The Blue Pill in the Applesauce

I have not told my son this story: how I felt him drop into the birthing position as I danced and stuffed dollars into a naked man's G-string. How I went into labor two days later. Perhaps a son could never find this funny but just maybe when he's older, he will.

Humor is a birthright that runs in our family. I'm reminded of this weeks after my mother's death as I sift through hundreds of sympathy cards mailed to my father. Several cards contain a handwritten note which says that the writer "will miss Elaine's great sense of humor." Amen to that. My mother was the queen of ironic deadpan. In 1985, when my five-year old nephew sang a song in his little boy falsetto while swinging his legs in our kitchen chair, my mom was the one to put this precious moment into perspective. "He can't read, can't spell his name, but he knows all the words to a damn Prince song," she said. My mother had the comic's gift, the ability to make you laugh at your behavior and critically examine it at the same time.

Since her death, friends have given me books on death and I've read them. I understand that grieving for her will be a rough river. Instead of books, though, I'd like a bereavement culture that incorporates a dose of bawdy humor. I know of other cultures where this exists--the uproarious Irish wakes, the playful traditions of jazz funerals in New Orleans. But there is nothing in my Episcopalian and very Midwestern background that encourages the levity I now seek. How I could use a Day of the Dead skeleton of my mother playing golf in the afterlife.

And the truth is that I'm recalling the irony of her illness and death anyway. The end of life is a tragic comedy and laughter, for me, lessens the tragic part. This is how my mother looked at the world, as if pain is to be expected and mocked. I suspect she learned this early in life when her father abandoned her. Or maybe she learned this as a young mother when her husband died in the Korean War or after her second husband beat and bloodied her. Somewhere in her life my mother learned to laugh through hard times, to tell life that it's often ugly and its breath stinks.

And so in that tradition I remember the fart. My daughter, who was two months old at the funeral, passed gas in mom's face the day before she died. My mother was too ill to even speak, but as soon as the baby let it rip, mom's eyes widened, she lifted a frail hand to her mouth and she smiled.

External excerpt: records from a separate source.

use crate::error::{ErrorResponse, HttpAppError, ValidatedJson};
use crate::state::AppState;
use axum::{
    extract::{Path, State},
    http::StatusCode,
    response::IntoResponse,
    Json,
};
use speechops_core::models::{TranscriptionJob, TranscriptionJobRequest};
use std::sync::Arc;

#[utoipa::path(
    post,
    path = "/api/transcription",
    tag = "transcription",
    request_body = TranscriptionJobRequest,
    responses(
        (status = 200, description = "Job accepted by the upstream", body = TranscriptionJob),
        (status = 400, description = "Invalid request body", body = ErrorResponse),
        (status = 500, description = "Upstream rejected the submission", body = ErrorResponse)
    ),
    security(("bearer_token" = []))
)]
pub async fn submit_transcription(
    State(state): State<Arc<AppState>>,
    ValidatedJson(body): ValidatedJson<TranscriptionJobRequest>,
) -> Result<impl IntoResponse, HttpAppError> {
    let job = state.speech.submit(&body).await?;
    tracing::info!(display_name = %body.display_name, "Transcription job submitted");
    Ok(Json(job))
}

#[utoipa::path(
    get,
    path = "/api/transcription",
    tag = "transcription",
    responses(
        (status = 200, description = "All jobs, upstream order preserved", body = [TranscriptionJob]),
        (status = 500, description = "Upstream failure", body = ErrorResponse)
    ),
    security(("bearer_token" = []))
)]
pub async fn list_transcriptions(
    State(state): State<Arc<AppState>>,
) -> Result<impl IntoResponse, HttpAppError> {
    let jobs = state.speech.list().await?;
    Ok(Json(jobs))
}

#[utoipa::path(
    get,
    path = "/api/transcription/{id}",
    tag = "transcription",
    params(("id" = String, Path, description = "Transcription job ID")),
    responses(
        (status = 200, description = "Job found", body = TranscriptionJob),
        (status = 500, description = "Upstream failure", body = ErrorResponse)
    ),
    security(("bearer_token" = []))
)]
pub async fn get_transcription(
    State(state): State<Arc<AppState>>,
    Path(id): Path<String>,
) -> Result<impl IntoResponse, HttpAppError> {
    let job = state.speech.get(&id).await?;
    Ok(Json(job))
}

#[utoipa::path(
    delete,
    path = "/api/transcription/{id}",
    tag = "transcription",
    params(("id" = String, Path, description = "Transcription job ID")),
    responses(
        (status = 204, description = "Job deleted"),
        (status = 500, description = "Upstream failure", body = ErrorResponse)
    ),
    security(("bearer_token" = []))
)]
pub async fn delete_transcription(
    State(state): State<Arc<AppState>>,
    Path(id): Path<String>,
) -> Result<impl IntoResponse, HttpAppError> {
    state.speech.delete(&id).await?;
    tracing::info!(job_id = %id, "Transcription job deleted");
    Ok(StatusCode::NO_CONTENT)
}

#[utoipa::path(
    delete,
    path = "/api/transcription/{id}/output",
    tag = "transcription",
    params(("id" = String, Path, description = "Transcription job ID")),
    responses(
        (status = 204, description = "Output files deleted"),
        (status = 404, description = "Job has no output files", body = ErrorResponse),
        (status = 500, description = "Upstream failure", body = ErrorResponse)
    ),
    security(("bearer_token" = []))
)]
pub async fn delete_transcription_output(
    State(state): State<Arc<AppState>>,
    Path(id): Path<String>,
) -> Result<impl IntoResponse, HttpAppError> {
    state.speech.delete_output(&id).await?;
    tracing::info!(job_id = %id, "Transcription output deleted");
    Ok(StatusCode::NO_CONTENT)
}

There's also the day that I was so exhausted after caring for my mother and the baby that I forgot to put mom's bottom dentures in. When I returned to the house hours later she sat with her bottom lip sunken in, her top teeth hanging over like a chipmunk's. My father pulled me to the side. "Why did you do your mother's teeth like that?" he asked.

I imagine the conversation that me and mom could have about those last days:

"I was so tired. And the pain--"

"I know. You moaned a lot."

"Girl, you don't know. That was serious pain."

"But you wouldn't take the morphine."

"It gave me bad dreams."

"I didn't know that."

"Mmm hmm."

"Remember how you hid the pill under your tongue--"

"--and spit it out."

"Daddy was upset about that. He found the melted blue pill on your nightgown."

"Your father got on my nerves trying to hide that mess in the applesauce."

"He was just trying to make you comfortable."

"Comfortable cancer," she would say.

I am still a sentimentalist who will cry during moments of kindness or beauty, but I also think human existence is one absurd little trip. We live, we die, and both experiences are painful, clumsy, and fraught with errors. Why not laugh at it? And why not laugh at ourselves?

Perhaps this is how I'll explain the irreverent baby-shower-at-the strip-club to my son. It was such a ridiculous idea that it made perfect sense. And it's why I laugh today as my six-year old boy raises his shirt to show me how he can roll his stomach. He doesn't know this, but it's the perfect imitation of a male stripper.